== INFORMATION SHOWN ==

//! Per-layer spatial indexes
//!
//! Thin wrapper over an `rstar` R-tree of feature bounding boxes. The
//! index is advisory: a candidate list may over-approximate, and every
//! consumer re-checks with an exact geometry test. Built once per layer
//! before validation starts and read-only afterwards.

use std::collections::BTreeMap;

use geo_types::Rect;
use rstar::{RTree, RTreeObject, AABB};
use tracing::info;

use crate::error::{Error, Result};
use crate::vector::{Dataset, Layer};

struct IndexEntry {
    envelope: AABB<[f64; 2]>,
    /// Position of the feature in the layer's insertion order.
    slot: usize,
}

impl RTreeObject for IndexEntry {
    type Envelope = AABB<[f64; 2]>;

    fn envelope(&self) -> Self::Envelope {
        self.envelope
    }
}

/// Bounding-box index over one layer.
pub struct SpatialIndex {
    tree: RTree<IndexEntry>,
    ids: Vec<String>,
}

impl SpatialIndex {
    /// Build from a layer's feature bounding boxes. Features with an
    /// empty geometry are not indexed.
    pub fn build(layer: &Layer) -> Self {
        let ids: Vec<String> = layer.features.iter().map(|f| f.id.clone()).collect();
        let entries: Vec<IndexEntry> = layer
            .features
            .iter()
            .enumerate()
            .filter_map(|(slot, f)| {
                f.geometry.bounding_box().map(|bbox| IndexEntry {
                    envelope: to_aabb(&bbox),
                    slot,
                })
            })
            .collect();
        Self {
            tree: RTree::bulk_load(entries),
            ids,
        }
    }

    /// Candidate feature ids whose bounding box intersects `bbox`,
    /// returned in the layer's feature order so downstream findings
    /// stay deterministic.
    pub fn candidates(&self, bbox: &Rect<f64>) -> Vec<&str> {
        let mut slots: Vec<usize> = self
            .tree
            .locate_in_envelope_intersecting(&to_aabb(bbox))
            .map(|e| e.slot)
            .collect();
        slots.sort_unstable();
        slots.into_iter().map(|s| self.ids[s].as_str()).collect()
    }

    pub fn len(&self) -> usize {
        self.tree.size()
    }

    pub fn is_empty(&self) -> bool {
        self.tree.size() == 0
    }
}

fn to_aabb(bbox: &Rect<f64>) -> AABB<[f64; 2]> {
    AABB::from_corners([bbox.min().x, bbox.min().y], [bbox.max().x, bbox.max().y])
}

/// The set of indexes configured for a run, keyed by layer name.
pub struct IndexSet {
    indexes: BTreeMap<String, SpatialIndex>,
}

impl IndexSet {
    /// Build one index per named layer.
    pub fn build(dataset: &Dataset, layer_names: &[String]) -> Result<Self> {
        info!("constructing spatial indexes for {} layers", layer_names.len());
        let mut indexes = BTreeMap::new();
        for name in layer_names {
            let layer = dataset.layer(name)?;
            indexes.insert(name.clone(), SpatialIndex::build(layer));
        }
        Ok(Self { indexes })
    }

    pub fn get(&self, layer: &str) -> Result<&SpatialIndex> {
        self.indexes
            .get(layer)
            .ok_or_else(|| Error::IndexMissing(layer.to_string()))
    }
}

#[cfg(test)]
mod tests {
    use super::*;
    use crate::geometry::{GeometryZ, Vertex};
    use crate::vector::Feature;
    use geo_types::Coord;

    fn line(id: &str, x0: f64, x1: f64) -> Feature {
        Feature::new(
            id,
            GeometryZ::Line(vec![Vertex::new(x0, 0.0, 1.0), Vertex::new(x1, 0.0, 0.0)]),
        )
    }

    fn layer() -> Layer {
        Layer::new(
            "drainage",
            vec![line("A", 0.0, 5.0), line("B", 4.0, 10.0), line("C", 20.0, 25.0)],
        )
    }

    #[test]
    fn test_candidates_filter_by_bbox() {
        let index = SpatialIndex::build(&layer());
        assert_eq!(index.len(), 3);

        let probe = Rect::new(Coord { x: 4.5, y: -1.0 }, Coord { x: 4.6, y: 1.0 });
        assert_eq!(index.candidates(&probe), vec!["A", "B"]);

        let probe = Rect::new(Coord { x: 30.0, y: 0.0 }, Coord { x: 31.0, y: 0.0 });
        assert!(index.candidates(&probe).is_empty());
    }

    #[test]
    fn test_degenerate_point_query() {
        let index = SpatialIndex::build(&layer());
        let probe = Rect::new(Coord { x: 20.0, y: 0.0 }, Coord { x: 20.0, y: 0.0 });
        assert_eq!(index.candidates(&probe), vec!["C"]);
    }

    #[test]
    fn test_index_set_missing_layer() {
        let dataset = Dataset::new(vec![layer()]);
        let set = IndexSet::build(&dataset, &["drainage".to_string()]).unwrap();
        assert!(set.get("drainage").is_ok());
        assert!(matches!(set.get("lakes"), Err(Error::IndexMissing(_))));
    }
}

===

TASK PROMPT: Each line of the listing is to be printed again, unchanged.

RESULT OF THIS EXERCISE:
//! Per-layer spatial indexes
//!
//! Thin wrapper over an `rstar` R-tree of feature bounding boxes. The
//! index is advisory: a candidate list may over-approximate, and every
//! consumer re-checks with an exact geometry test. Built once per layer
//! before validation starts and read-only afterwards.

use std::collections::BTreeMap;

use geo_types::Rect;
use rstar::{RTree, RTreeObject, AABB};
use tracing::info;

use crate::error::{Error, Result};
use crate::vector::{Dataset, Layer};

struct IndexEntry {
    envelope: AABB<[f64; 2]>,
    /// Position of the feature in the layer's insertion order.
    slot: usize,
}

impl RTreeObject for IndexEntry {
    type Envelope = AABB<[f64; 2]>;

    fn envelope(&self) -> Self::Envelope {
        self.envelope
    }
}

/// Bounding-box index over one layer.
pub struct SpatialIndex {
    tree: RTree<IndexEntry>,
    ids: Vec<String>,
}

impl SpatialIndex {
    /// Build from a layer's feature bounding boxes. Features with an
    /// empty geometry are not indexed.
    pub fn build(layer: &Layer) -> Self {
        let ids: Vec<String> = layer.features.iter().map(|f| f.id.clone()).collect();
        let entries: Vec<IndexEntry> = layer
            .features
            .iter()
            .enumerate()
            .filter_map(|(slot, f)| {
                f.geometry.bounding_box().map(|bbox| IndexEntry {
                    envelope: to_aabb(&bbox),
                    slot,
                })
            })
            .collect();
        Self {
            tree: RTree::bulk_load(entries),
            ids,
        }
    }

    /// Candidate feature ids whose bounding box intersects `bbox`,
    /// returned in the layer's feature order so downstream findings
    /// stay deterministic.
    pub fn candidates(&self, bbox: &Rect<f64>) -> Vec<&str> {
        let mut slots: Vec<usize> = self
            .tree
            .locate_in_envelope_intersecting(&to_aabb(bbox))
            .map(|e| e.slot)
            .collect();
        slots.sort_unstable();
        slots.into_iter().map(|s| self.ids[s].as_str()).collect()
    }

    pub fn len(&self) -> usize {
        self.tree.size()
    }

    pub fn is_empty(&self) -> bool {
        self.tree.size() == 0
    }
}

fn to_aabb(bbox: &Rect<f64>) -> AABB<[f64; 2]> {
    AABB::from_corners([bbox.min().x, bbox.min().y], [bbox.max().x, bbox.max().y])
}

/// The set of indexes configured for a run, keyed by layer name.
pub struct IndexSet {
    indexes: BTreeMap<String, SpatialIndex>,
}

impl IndexSet {
    /// Build one index per named layer.
    pub fn build(dataset: &Dataset, layer_names: &[String]) -> Result<Self> {
        info!("constructing spatial indexes for {} layers", layer_names.len());
        let mut indexes = BTreeMap::new();
        for name in layer_names {
            let layer = dataset.layer(name)?;
            indexes.insert(name.clone(), SpatialIndex::build(layer));
        }
        Ok(Self { indexes })
    }

    pub fn get(&self, layer: &str) -> Result<&SpatialIndex> {
        self.indexes
            .get(layer)
            .ok_or_else(|| Error::IndexMissing(layer.to_string()))
    }
}

#[cfg(test)]
mod tests {
    use super::*;
    use crate::geometry::{GeometryZ, Vertex};
    use crate::vector::Feature;
    use geo_types::Coord;

    fn line(id: &str, x0: f64, x1: f64) -> Feature {
        Feature::new(
            id,
            GeometryZ::Line(vec![Vertex::new(x0, 0.0, 1.0), Vertex::new(x1, 0.0, 0.0)]),
        )
    }

    fn layer() -> Layer {
        Layer::new(
            "drainage",
            vec![line("A", 0.0, 5.0), line("B", 4.0, 10.0), line("C", 20.0, 25.0)],
        )
    }

    #[test]
    fn test_candidates_filter_by_bbox() {
        let index = SpatialIndex::build(&layer());
        assert_eq!(index.len(), 3);

        let probe = Rect::new(Coord { x: 4.5, y: -1.0 }, Coord { x: 4.6, y: 1.0 });
        assert_eq!(index.candidates(&probe), vec!["A", "B"]);

        let probe = Rect::new(Coord { x: 30.0, y: 0.0 }, Coord { x: 31.0, y: 0.0 });
        assert!(index.candidates(&probe).is_empty());
    }

    #[test]
    fn test_degenerate_point_query() {
        let index = SpatialIndex::build(&layer());
        let probe = Rect::new(Coord { x: 20.0, y: 0.0 }, Coord { x: 20.0, y: 0.0 });
        assert_eq!(index.candidates(&probe), vec!["C"]);
    }

    #[test]
    fn test_index_set_missing_layer() {
        let dataset = Dataset::new(vec![layer()]);
        let set = IndexSet::build(&dataset, &["drainage".to_string()]).unwrap();
        assert!(set.get("drainage").is_ok());
        assert!(matches!(set.get("lakes"), Err(Error::IndexMissing(_))));
    }
}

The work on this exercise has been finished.